Development¶
This page covers local setup for contributors.
Clone the repository¶
Install development dependencies¶
AnomaLog uses uv for local development.
That installs the main package plus the dev and docs dependency groups.
Install pre-commit hooks¶
Run the required checks¶
Before opening a change, run the same validation commands used for the project:
uv run ruff format
uv run ruff check --fix
uv run ty check
uv run pytest --doctest-modules --cov=anomalog --cov-context=test --cov-report term-missing tests
Build the documentation locally¶
If you want to iterate on the docs locally, use the equivalent serve command supported by your docs setup.

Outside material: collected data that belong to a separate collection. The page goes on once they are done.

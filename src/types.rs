use chrono::NaiveDateTime;
use serde_json::Value as JsonValue;

/// Values that can be stored in a database row or used as query parameters.
///
/// ```rust
/// use pg_middleware::prelude::*;
///
/// let params = vec![
///     RowValues::Int(1),
///     RowValues::Text("alice".into()),
///     RowValues::Bool(true),
/// ];
/// # let _ = params;
/// ```
#[derive(Debug, Clone, PartialEq)]
pub enum RowValues {
    /// Integer value (64-bit)
    Int(i64),
    /// Floating point value (64-bit)
    Float(f64),
    /// Text/string value
    Text(String),
    /// Boolean value
    Bool(bool),
    /// Timestamp value
    Timestamp(NaiveDateTime),
    /// NULL value
    Null,
    /// JSON value
    JSON(JsonValue),
    /// Binary data
    Blob(Vec<u8>),
}

impl RowValues {
    /// Check if this value is NULL
    #[must_use]
    pub fn is_null(&self) -> bool {
        matches!(self, Self::Null)
    }

    #[must_use]
    pub fn as_int(&self) -> Option<&i64> {
        if let RowValues::Int(value) = self {
            Some(value)
        } else {
            None
        }
    }

    #[must_use]
    pub fn as_text(&self) -> Option<&str> {
        if let RowValues::Text(value) = self {
            Some(value)
        } else {
            None
        }
    }

    #[must_use]
    pub fn as_bool(&self) -> Option<&bool> {
        if let RowValues::Bool(value) = self {
            Some(value)
        } else {
            None
        }
    }

    #[must_use]
    pub fn as_timestamp(&self) -> Option<NaiveDateTime> {
        if let RowValues::Timestamp(value) = self {
            Some(*value)
        } else {
            None
        }
    }

    #[must_use]
    pub fn as_float(&self) -> Option<f64> {
        if let RowValues::Float(value) = self {
            Some(*value)
        } else {
            None
        }
    }

    #[must_use]
    pub fn as_json(&self) -> Option<&JsonValue> {
        if let RowValues::JSON(value) = self {
            Some(value)
        } else {
            None
        }
    }

    #[must_use]
    pub fn as_blob(&self) -> Option<&[u8]> {
        if let RowValues::Blob(bytes) = self {
            Some(bytes)
        } else {
            None
        }
    }
}

impl From<i64> for RowValues {
    fn from(value: i64) -> Self {
        RowValues::Int(value)
    }
}

impl From<i32> for RowValues {
    fn from(value: i32) -> Self {
        RowValues::Int(i64::from(value))
    }
}

impl From<f64> for RowValues {
    fn from(value: f64) -> Self {
        RowValues::Float(value)
    }
}

impl From<bool> for RowValues {
    fn from(value: bool) -> Self {
        RowValues::Bool(value)
    }
}

impl From<&str> for RowValues {
    fn from(value: &str) -> Self {
        RowValues::Text(value.to_string())
    }
}

impl From<String> for RowValues {
    fn from(value: String) -> Self {
        RowValues::Text(value)
    }
}

impl From<NaiveDateTime> for RowValues {
    fn from(value: NaiveDateTime) -> Self {
        RowValues::Timestamp(value)
    }
}

impl From<JsonValue> for RowValues {
    fn from(value: JsonValue) -> Self {
        RowValues::JSON(value)
    }
}

impl<T: Into<RowValues>> From<Option<T>> for RowValues {
    fn from(value: Option<T>) -> Self {
        value.map_or(RowValues::Null, Into::into)
    }
}

/// An asynchronous notification delivered on a `LISTEN`ed channel.
#[derive(Debug, Clone, PartialEq, Eq)]
pub struct Notification {
    /// Backend process id of the notifying session
    pub process_id: i32,
    /// Channel the notification was sent on
    pub channel: String,
    /// Payload string (empty when none was given)
    pub payload: String,
}
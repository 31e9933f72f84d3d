use std::sync::Arc;

use async_trait::async_trait;
use futures_util::stream::{self, StreamExt};
use tokio::sync::{Mutex, OwnedMutexGuard};

use super::connection::{ConnectionHandle, DriverConnection, RowStream};
use crate::error::DriverError;
use crate::results::{CustomDbRow, ResultSet};
use crate::types::{Notification, RowValues};

/// Slot holding a transaction's pinned connection until the coordinator
/// takes it out for the final release.
pub(crate) type PinnedSlot = Arc<Mutex<Option<ConnectionHandle>>>;

/// Exclusive, temporary use of a pinned connection.
///
/// Dropping it unlocks the slot; the connection itself stays checked out.
pub(crate) struct PinnedConnection {
    guard: OwnedMutexGuard<Option<ConnectionHandle>>,
}

impl PinnedConnection {
    /// Lock the slot, failing if the owner has already released the connection.
    pub(crate) async fn lock(slot: &PinnedSlot) -> Result<Self, DriverError> {
        let guard = Arc::clone(slot).lock_owned().await;
        if guard.is_none() {
            return Err(released());
        }
        Ok(Self { guard })
    }

    /// Handle around this lock whose release leaves the pinned connection alone.
    pub(crate) fn into_handle(self) -> ConnectionHandle {
        ConnectionHandle::new(
            Box::new(self),
            Box::new(|_unlock_only: Box<dyn DriverConnection>| {}),
        )
    }

    fn inner(&mut self) -> Result<&mut ConnectionHandle, DriverError> {
        self.guard.as_mut().ok_or_else(released)
    }
}

fn released() -> DriverError {
    DriverError::message("transaction connection already released")
}

#[async_trait]
impl DriverConnection for PinnedConnection {
    async fn query(
        &mut self,
        sql: &str,
        params: &[RowValues],
    ) -> Result<ResultSet, DriverError> {
        self.inner()?.query(sql, params).await
    }

    async fn execute(&mut self, sql: &str, params: &[RowValues]) -> Result<u64, DriverError> {
        self.inner()?.execute(sql, params).await
    }

    async fn batch_execute(&mut self, sql: &str) -> Result<(), DriverError> {
        self.inner()?.batch_execute(sql).await
    }

    fn query_stream<'a>(&'a mut self, sql: &'a str, params: &'a [RowValues]) -> RowStream<'a> {
        match self.inner() {
            Ok(conn) => conn.query_stream(sql, params),
            Err(err) => stream::once(async move { Err::<CustomDbRow, _>(err) }).boxed(),
        }
    }

    async fn next_notification(&mut self) -> Result<Option<Notification>, DriverError> {
        self.inner()?.next_notification().await
    }
}
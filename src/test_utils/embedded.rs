use postgresql_embedded::PostgreSQL;
use tracing::debug;

use crate::config::EngineConfig;
use crate::engine::QueryEngine;

/// A running embedded `PostgreSQL` instance plus an engine config pointing at it.
pub struct EmbeddedPostgres {
    pub postgresql: PostgreSQL,
    pub port: u16,
    pub database_url: String,
    pub config: EngineConfig,
}

/// Start an embedded `PostgreSQL` server and create `db_name` on it.
///
/// Binaries are bundled, so nothing is downloaded at test time. The returned
/// config has the embedded superuser's credentials and has already been used
/// for a `SELECT 1` round trip.
///
/// # Errors
/// Returns an error if the server cannot be set up or started, the database
/// cannot be created, or the connectivity check fails.
pub async fn setup_postgres_embedded(
    db_name: &str,
) -> Result<EmbeddedPostgres, Box<dyn std::error::Error>> {
    let mut postgresql = PostgreSQL::default();
    postgresql.setup().await?;
    postgresql.start().await?;
    postgresql.create_database(db_name).await?;

    let settings = postgresql.settings();
    let port = settings.port;
    let database_url = format!(
        "postgres://{}:{}@{}:{port}/{db_name}",
        settings.username, settings.password, settings.host
    );
    debug!(port, db_name, "embedded postgres started");

    let config = EngineConfig::new(database_url.clone()).with_max_pool_size(4);
    let engine = QueryEngine::connect(config.clone()).await?;
    engine.execute_batch("SELECT 1").await?;

    Ok(EmbeddedPostgres {
        postgresql,
        port,
        database_url,
        config,
    })
}

/// Stop a server started by [`setup_postgres_embedded`].
pub async fn stop_postgres_embedded(postgres: EmbeddedPostgres) {
    let EmbeddedPostgres { postgresql, .. } = postgres;
    if let Err(e) = postgresql.stop().await {
        debug!(error = %e, "embedded postgres did not stop cleanly");
    }
}
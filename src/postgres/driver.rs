use async_trait::async_trait;
use bb8::Pool;
use tracing::{debug, trace};

use super::connection::PgDedicatedConnection;
use super::manager::PgManager;
use crate::config::EngineConfig;
use crate::error::{DriverError, PgMiddlewareError};
use crate::pool::{ConnectionHandle, Driver};

/// [`Driver`] backed by a bb8 pool of `tokio_postgres` clients.
#[derive(Clone)]
pub struct PgDriver {
    pool: Pool<PgManager>,
}

impl std::fmt::Debug for PgDriver {
    fn fmt(&self, f: &mut std::fmt::Formatter<'_>) -> std::fmt::Result {
        f.debug_struct("PgDriver")
            .field("state", &self.pool.state())
            .finish()
    }
}

impl PgDriver {
    /// Build the pool described by `config`.
    ///
    /// With `min_pool_size == 0` no connection is opened until the first checkout.
    ///
    /// # Errors
    /// Returns `PgMiddlewareError::Config` for an invalid config, or
    /// `PgMiddlewareError::Connection` if the pool cannot open its idle connections.
    pub async fn new(config: &EngineConfig) -> Result<Self, PgMiddlewareError> {
        config.validate()?;
        let pg_config = config.pg_config()?;
        let min_idle = (config.min_pool_size > 0).then_some(config.min_pool_size);

        let pool = Pool::builder()
            .max_size(config.max_pool_size)
            .min_idle(min_idle)
            .test_on_check_out(false)
            .build(PgManager::new(pg_config))
            .await
            .map_err(|e| PgMiddlewareError::connection("postgres pool error", e.into()))?;

        debug!(
            max_size = config.max_pool_size,
            min_idle = config.min_pool_size,
            "postgres pool built"
        );
        Ok(Self { pool })
    }

    /// The underlying bb8 pool.
    #[must_use]
    pub fn pool(&self) -> &Pool<PgManager> {
        &self.pool
    }
}

#[async_trait]
impl Driver for PgDriver {
    async fn acquire(&self) -> Result<ConnectionHandle, DriverError> {
        let conn = self.pool.get_owned().await?;
        trace!(state = ?self.pool.state(), "postgres checkout");
        Ok(ConnectionHandle::dropping(Box::new(conn)))
    }

    async fn connect(&self, data_source_name: &str) -> Result<ConnectionHandle, DriverError> {
        let config: tokio_postgres::Config = data_source_name.parse()?;
        let conn = PgDedicatedConnection::connect(&config).await?;
        debug!("dedicated postgres connection opened");
        Ok(ConnectionHandle::dropping(Box::new(conn)))
    }
}
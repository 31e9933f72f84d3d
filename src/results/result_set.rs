use std::sync::Arc;

use super::row::CustomDbRow;
use crate::types::RowValues;

/// A result set from a database query
///
/// Rows are kept in the order the server returned them.
#[derive(Debug, Clone, Default, PartialEq)]
pub struct ResultSet {
    /// The rows returned by the query
    pub results: Vec<CustomDbRow>,
    /// Column names shared by all rows (to avoid duplicating in each row)
    column_names: Option<Arc<Vec<String>>>,
}

impl ResultSet {
    /// Create a new result set with preallocated capacity for `capacity` rows
    #[must_use]
    pub fn with_capacity(capacity: usize) -> ResultSet {
        ResultSet {
            results: Vec::with_capacity(capacity),
            column_names: None,
        }
    }

    /// Set the column names for this result set (to be shared by all rows)
    pub fn set_column_names(&mut self, column_names: Arc<Vec<String>>) {
        self.column_names = Some(column_names);
    }

    /// Get the column names for this result set
    #[must_use]
    pub fn get_column_names(&self) -> Option<&Arc<Vec<String>>> {
        self.column_names.as_ref()
    }

    /// Add a row built from the shared column names.
    ///
    /// Values are ignored until column names have been set.
    pub fn add_row_values(&mut self, row_values: Vec<RowValues>) {
        if let Some(column_names) = &self.column_names {
            self.results
                .push(CustomDbRow::new(Arc::clone(column_names), row_values));
        }
    }

    /// Add an already-built row
    pub fn add_row(&mut self, row: CustomDbRow) {
        if self.column_names.is_none() {
            self.column_names = Some(Arc::clone(&row.column_names));
        }
        self.results.push(row);
    }

    #[must_use]
    pub fn len(&self) -> usize {
        self.results.len()
    }

    #[must_use]
    pub fn is_empty(&self) -> bool {
        self.results.is_empty()
    }

    /// First row, if any.
    #[must_use]
    pub fn first(&self) -> Option<&CustomDbRow> {
        self.results.first()
    }

    /// Consume the set, keeping only its first row.
    #[must_use]
    pub fn into_first(self) -> Option<CustomDbRow> {
        self.results.into_iter().next()
    }
}

impl IntoIterator for ResultSet {
    type Item = CustomDbRow;
    type IntoIter = std::vec::IntoIter<CustomDbRow>;

    fn into_iter(self) -> Self::IntoIter {
        self.results.into_iter()
    }
}
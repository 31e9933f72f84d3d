use futures_util::StreamExt;
use tracing::trace;

use super::QueryEngine;
use crate::error::PgMiddlewareError;
use crate::pool::DriverConnection;
use crate::results::CustomDbRow;
use crate::types::RowValues;

impl QueryEngine {
    /// Stream the rows of `sql` into `on_row`, one at a time.
    ///
    /// The next row is not pulled until `on_row` returns, so a slow callback
    /// slows the query instead of buffering the result. Resolves with the
    /// number of rows delivered once the last callback has run and the
    /// connection is released.
    ///
    /// # Errors
    /// Returns `PgMiddlewareError::Query` if the statement fails or the stream
    /// breaks part way; rows delivered before the failure stay delivered.
    pub async fn each_row<F>(
        &self,
        sql: &str,
        params: &[RowValues],
        mut on_row: F,
    ) -> Result<u64, PgMiddlewareError>
    where
        F: FnMut(CustomDbRow) + Send,
    {
        let mut conn = self.acquire_connection().await?;
        let mut delivered = 0_u64;
        let outcome = {
            let mut rows = conn.query_stream(sql, params);
            loop {
                match rows.next().await {
                    Some(Ok(row)) => {
                        on_row(row);
                        delivered += 1;
                    }
                    Some(Err(e)) => break Err(e),
                    None => break Ok(()),
                }
            }
        };
        conn.release();
        trace!(delivered, "row stream finished");
        outcome
            .map(|()| delivered)
            .map_err(|e| PgMiddlewareError::query(sql, params, e))
    }
}
use std::path::PathBuf;
use std::sync::Arc;
use std::sync::atomic::{AtomicBool, Ordering};

/// Cooperative cancellation token backed by an `AtomicBool`.
///
/// A running invocation observes the token between polls and kills the
/// child process once it is set.
#[derive(Debug, Clone, Default)]
pub struct CancelToken(Arc<AtomicBool>);

impl CancelToken {
    pub fn new() -> Self {
        Self::default()
    }

    /// Signal cancellation. Idempotent.
    pub fn cancel(&self) {
        self.0.store(true, Ordering::Release);
    }

    pub fn is_cancelled(&self) -> bool {
        self.0.load(Ordering::Acquire)
    }
}

/// One invocation of the container runtime. `args` excludes the runtime
/// binary itself; the executor supplies that.
#[derive(Debug, Clone, PartialEq, Eq)]
pub struct ContainerCommand {
    /// Short label used in logs and diagnostics, e.g. `docker pull`.
    pub operation: &'static str,
    pub args: Vec<String>,
    /// When set, the captured output is written here after the process exits.
    pub log_path: Option<PathBuf>,
}

impl ContainerCommand {
    pub fn new(operation: &'static str, args: Vec<String>) -> Self {
        Self {
            operation,
            args,
            log_path: None,
        }
    }

    pub fn with_log_path(mut self, path: impl Into<PathBuf>) -> Self {
        self.log_path = Some(path.into());
        self
    }

    /// Render as a single shell-quoted line for display.
    pub fn command_line(&self, program: &str) -> String {
        shell_words::join(std::iter::once(program).chain(self.args.iter().map(String::as_str)))
    }
}

/// Outcome of a finished invocation.
#[derive(Debug, Clone, Default, PartialEq, Eq)]
pub struct ContainerResult {
    pub exit_code: Option<i32>,
    /// Combined stdout and stderr, in arrival order.
    pub log: String,
    pub stderr: String,
    pub cancelled: bool,
}

impl ContainerResult {
    pub fn success(&self) -> bool {
        !self.cancelled && self.exit_code == Some(0)
    }

    /// Last non-blank stderr line, which is where the runtime reports why
    /// it gave up.
    pub fn failure_detail(&self) -> String {
        self.stderr
            .lines()
            .rev()
            .map(str::trim)
            .find(|l| !l.is_empty())
            .unwrap_or_default()
            .to_string()
    }
}
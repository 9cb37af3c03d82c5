use std::fmt;

use crate::error::{OrchestratorError, Result};

/// Container path the host dataset directory is bound to.
pub const CONTAINER_DATA_DIR: &str = "/data";
/// Container path the host script is bound to.
pub const CONTAINER_SCRIPT_PATH: &str = "/scripts/run_reconall.sh";
/// Shell used to execute the mounted script inside the container.
pub const CONTAINER_SHELL: &str = "/bin/bash";

/// A validated container image reference (`repo/name[:tag]`).
#[derive(Debug, Clone, PartialEq, Eq)]
pub struct ImageReference(String);

impl ImageReference {
    /// Accepts any non-blank reference that cannot be mistaken for a flag
    /// or split into several arguments. Registry, name and tag are opaque.
    pub fn parse(raw: &str) -> Result<Self> {
        let trimmed = raw.trim();
        if trimmed.is_empty() {
            return Err(OrchestratorError::InvalidInput(
                "image reference must not be empty".into(),
            ));
        }
        if trimmed.starts_with('-') {
            return Err(OrchestratorError::InvalidInput(format!(
                "image reference `{trimmed}` looks like a flag"
            )));
        }
        if trimmed.chars().any(char::is_whitespace) {
            return Err(OrchestratorError::InvalidInput(format!(
                "image reference `{trimmed}` contains whitespace"
            )));
        }
        Ok(Self(trimmed.to_string()))
    }

    pub fn as_str(&self) -> &str {
        &self.0
    }
}

impl fmt::Display for ImageReference {
    fn fmt(&self, f: &mut fmt::Formatter<'_>) -> fmt::Result {
        f.write_str(&self.0)
    }
}

/// Selects which architecture the runtime should pull or emulate.
///
/// The labels are historical and do not describe the host: `mac` requests
/// the native arm64 variant, `windows` forces amd64 emulation (which is
/// what Apple Silicon hosts need when arm64 binaries are missing).
#[derive(Debug, Clone, Copy, PartialEq, Eq)]
pub enum PlatformHint {
    Mac,
    Windows,
}

impl PlatformHint {
    /// Exactly `mac` and `windows` map to a hint; every other label,
    /// including other casings, means "let the runtime decide".
    pub fn from_label(label: &str) -> Option<Self> {
        match label {
            "mac" => Some(Self::Mac),
            "windows" => Some(Self::Windows),
            _ => None,
        }
    }

    pub fn emulation_platform(self) -> &'static str {
        match self {
            Self::Mac => "linux/arm64",
            Self::Windows => "linux/amd64",
        }
    }

    pub fn as_str(self) -> &'static str {
        match self {
            Self::Mac => "mac",
            Self::Windows => "windows",
        }
    }
}

/// `["--platform", <arch>]` for a hint, empty otherwise.
pub fn platform_args(hint: Option<PlatformHint>) -> Vec<String> {
    match hint {
        Some(h) => vec!["--platform".into(), h.emulation_platform().into()],
        None => Vec::new(),
    }
}
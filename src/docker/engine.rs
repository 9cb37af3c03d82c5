use std::process::{Command, Stdio};

use crate::error::{OrchestratorError, Result};

/// Verify that the container daemon is reachable and return its version.
pub fn ensure_available(program: &str) -> Result<String> {
    let output = Command::new(program)
        .args(["version", "--format", "{{.Server.Version}}"])
        .stdin(Stdio::null())
        .output()
        .map_err(|source| OrchestratorError::Spawn {
            program: program.to_string(),
            source,
        })?;

    if !output.status.success() {
        return Err(OrchestratorError::InvocationFailure {
            operation: "docker version",
            exit_code: output.status.code(),
            cancelled: false,
            detail: String::from_utf8_lossy(&output.stderr).trim().to_string(),
        });
    }

    Ok(String::from_utf8_lossy(&output.stdout).trim().to_string())
}
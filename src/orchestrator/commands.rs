use std::path::Path;

use crate::config::Config;
use crate::docker::ContainerCommand;

use super::paths::mount_path;
use super::types::{
    CONTAINER_DATA_DIR, CONTAINER_SCRIPT_PATH, CONTAINER_SHELL, ImageReference, PlatformHint,
    platform_args,
};

/// Build a multi-platform `docker buildx build ... --push` command tagged
/// with `image`.
pub fn build_and_publish_command(cfg: &Config, image: &ImageReference) -> ContainerCommand {
    let args = vec![
        "buildx".into(),
        "build".into(),
        "--platform".into(),
        cfg.build_platforms.join(","),
        "-f".into(),
        cfg.dockerfile.clone(),
        "-t".into(),
        image.to_string(),
        "--push".into(),
        cfg.build_context.clone(),
    ];
    ContainerCommand::new("docker buildx build", args)
}

/// Build a `docker pull` command, optionally pinned to a platform.
pub fn pull_command(image: &ImageReference, hint: Option<PlatformHint>) -> ContainerCommand {
    let mut args = vec!["pull".into()];
    args.extend(platform_args(hint));
    args.push(image.to_string());
    ContainerCommand::new("docker pull", args)
}

/// Build the ephemeral `docker run` that executes the mounted script
/// against the mounted dataset.
pub fn run_script_command(
    image: &ImageReference,
    script_path: &Path,
    data_dir: &Path,
    hint: Option<PlatformHint>,
) -> ContainerCommand {
    let mut args = vec!["run".into()];
    args.extend(platform_args(hint));
    args.extend([
        "--rm".into(),
        "-v".into(),
        format!("{}:{CONTAINER_DATA_DIR}", mount_path(data_dir)),
        "-v".into(),
        format!("{}:{CONTAINER_SCRIPT_PATH}", mount_path(script_path)),
        image.to_string(),
        CONTAINER_SHELL.into(),
        CONTAINER_SCRIPT_PATH.into(),
    ]);
    ContainerCommand::new("docker run", args)
}
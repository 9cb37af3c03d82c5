pub mod commands;
mod operations;
mod paths;
mod types;

pub use operations::ContainerOrchestrator;
pub use paths::{forward_slashes, mount_path};
pub use types::{
    CONTAINER_DATA_DIR, CONTAINER_SCRIPT_PATH, CONTAINER_SHELL, ImageReference, PlatformHint,
    platform_args,
};
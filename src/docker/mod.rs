// Container runtime access: daemon probe, blocking execution with output capture, cancellation.

pub mod engine;
pub mod run;
pub mod types;

pub use engine::ensure_available;
pub use run::{DockerExecutor, Executor, execute};
pub use types::{CancelToken, ContainerCommand, ContainerResult};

Where to look in the codebase¶
anomalog/contains the library itselfanomalog/_runtime/contains internal orchestration codeexperiments/contains the experiment runner layerdocs/contains the documentation sitetests/contains unit and integration tests
For the module map, see API Reference.
How structured storage works¶
The default sink is ParquetStructuredSink.
At a high level:
- raw lines are parsed into structured records
- records are written as a partitioned Parquet dataset
- partitioning is based on a stable entity-hash bucket
- entity-based grouping reads bucket partitions and then groups rows by entity
- time-based grouping re-merges rows from bucket partitions into global timestamp order with a heap
In plain terms:
- grouping by entity is efficient because related entities land in deterministic bucket partitions
- grouping by time needs an extra merge step because time order spans multiple buckets
This is why the code in anomalog/parsers/structured/parquet/ matters if you are changing grouping behavior or storage layout.
How caching works¶
Caching is handled through the helpers in anomalog/cache/ and the internal runtime in anomalog/_runtime/.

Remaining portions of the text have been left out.